* [Prompt] The whole listing is to be printed again exactly.

=-=-=

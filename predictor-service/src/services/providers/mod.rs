//! Text generation provider abstraction.
//!
//! The generator talks to a [`TextProvider`]; the Anthropic Messages API is the
//! production backend and [`mock::MockTextProvider`] stands in for tests and
//! offline development.

pub mod anthropic;
pub mod mock;

use async_trait::async_trait;
use secrecy::Secret;
use thiserror::Error;

/// Error type for provider operations.
#[derive(Error, Debug)]
pub enum ProviderError {
    /// Non-success status from the upstream API. Holds the upstream message.
    #[error("{0}")]
    ApiError(String),

    #[error("Network error: {0}")]
    NetworkError(String),

    #[error("Rate limited: {0}")]
    RateLimited(String),

    #[error("Invalid response: {0}")]
    InvalidResponse(String),
}

/// Content of the single user turn.
#[derive(Debug, Clone)]
pub enum UserContent {
    Text(String),
    /// Base64-encoded image followed by a text instruction.
    Image {
        media_type: &'static str,
        data: String,
        instruction: String,
    },
}

/// One generation request, provider-agnostic.
#[derive(Debug, Clone)]
pub struct ProviderRequest {
    pub model: String,
    pub max_tokens: u32,
    pub system: String,
    pub content: UserContent,
}

/// Result of a provider call.
#[derive(Debug, Clone)]
pub struct ProviderResponse {
    /// First text block of the reply, verbatim.
    pub text: String,

    pub input_tokens: u32,

    pub output_tokens: u32,

    pub stop_reason: Option<String>,
}

/// Trait for text generation providers.
#[async_trait]
pub trait TextProvider: Send + Sync {
    /// Short name used in logs and metric labels.
    fn name(&self) -> &'static str;

    /// Send exactly one request. Implementations must not retry.
    async fn generate(
        &self,
        api_key: &Secret<String>,
        request: &ProviderRequest,
    ) -> Result<ProviderResponse, ProviderError>;
}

=-=-=

* [Response box]
filename predictor-service/src/services/providers/mod.rs
//! Text generation provider abstraction.
//!
//! The generator talks to a [`TextProvider`]; the Anthropic Messages API is the
//! production backend and [`mock::MockTextProvider`] stands in for tests and
//! offline development.

pub mod anthropic;
pub mod mock;

use async_trait::async_trait;
use secrecy::Secret;
use thiserror::Error;

/// Error type for provider operations.
#[derive(Error, Debug)]
pub enum ProviderError {
    /// Non-success status from the upstream API. Holds the upstream message.
    #[error("{0}")]
    ApiError(String),

    #[error("Network error: {0}")]
    NetworkError(String),

    #[error("Rate limited: {0}")]
    RateLimited(String),

    #[error("Invalid response: {0}")]
    InvalidResponse(String),
}

/// Content of the single user turn.
#[derive(Debug, Clone)]
pub enum UserContent {
    Text(String),
    /// Base64-encoded image followed by a text instruction.
    Image {
        media_type: &'static str,
        data: String,
        instruction: String,
    },
}

/// One generation request, provider-agnostic.
#[derive(Debug, Clone)]
pub struct ProviderRequest {
    pub model: String,
    pub max_tokens: u32,
    pub system: String,
    pub content: UserContent,
}

/// Result of a provider call.
#[derive(Debug, Clone)]
pub struct ProviderResponse {
    /// First text block of the reply, verbatim.
    pub text: String,

    pub input_tokens: u32,

    pub output_tokens: u32,

    pub stop_reason: Option<String>,
}

/// Trait for text generation providers.
#[async_trait]
pub trait TextProvider: Send + Sync {
    /// Short name used in logs and metric labels.
    fn name(&self) -> &'static str;

    /// Send exactly one request. Implementations must not retry.
    async fn generate(
        &self,
        api_key: &Secret<String>,
        request: &ProviderRequest,
    ) -> Result<ProviderResponse, ProviderError>;
}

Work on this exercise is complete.